▶ Task instructions:
Find every line in the records below that holds the word "text", and copy each one.

▶ Information supplied:
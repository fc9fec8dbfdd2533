use std::fs;
use std::path::{Path, PathBuf};

use tripwire_core::{KeyValueStore, ScoreError};

/// Key-value text store keeping one `<key>.txt` file per key in a directory.
#[derive(Clone, Debug)]
pub struct FileStore {
    dir: PathBuf,
}

impl FileStore {
    pub fn new(dir: impl Into<PathBuf>) -> Self {
        Self { dir: dir.into() }
    }

    pub fn dir(&self) -> &Path {
        &self.dir
    }

    fn path_for(&self, key: &str) -> PathBuf {
        self.dir.join(format!("{key}.txt"))
    }
}

impl KeyValueStore for FileStore {
    fn get(&self, key: &str) -> Option<String> {
        let path = self.path_for(key);
        match fs::read_to_string(&path) {
            Ok(text) => Some(text),
            Err(err) => {
                log::debug!("Nothing read from {}: {}", path.display(), err);
                None
            }
        }
    }

    fn set(&mut self, key: &str, value: &str) -> Result<(), ScoreError> {
        let path = self.path_for(key);
        fs::create_dir_all(&self.dir)
            .and_then(|()| fs::write(&path, value))
            .map_err(|err| ScoreError::Storage(format!("{}: {}", path.display(), err)))
    }
}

▶ Exercise output:
/// Key-value text store keeping one `<key>.txt` file per key in a directory.
            Ok(text) => Some(text),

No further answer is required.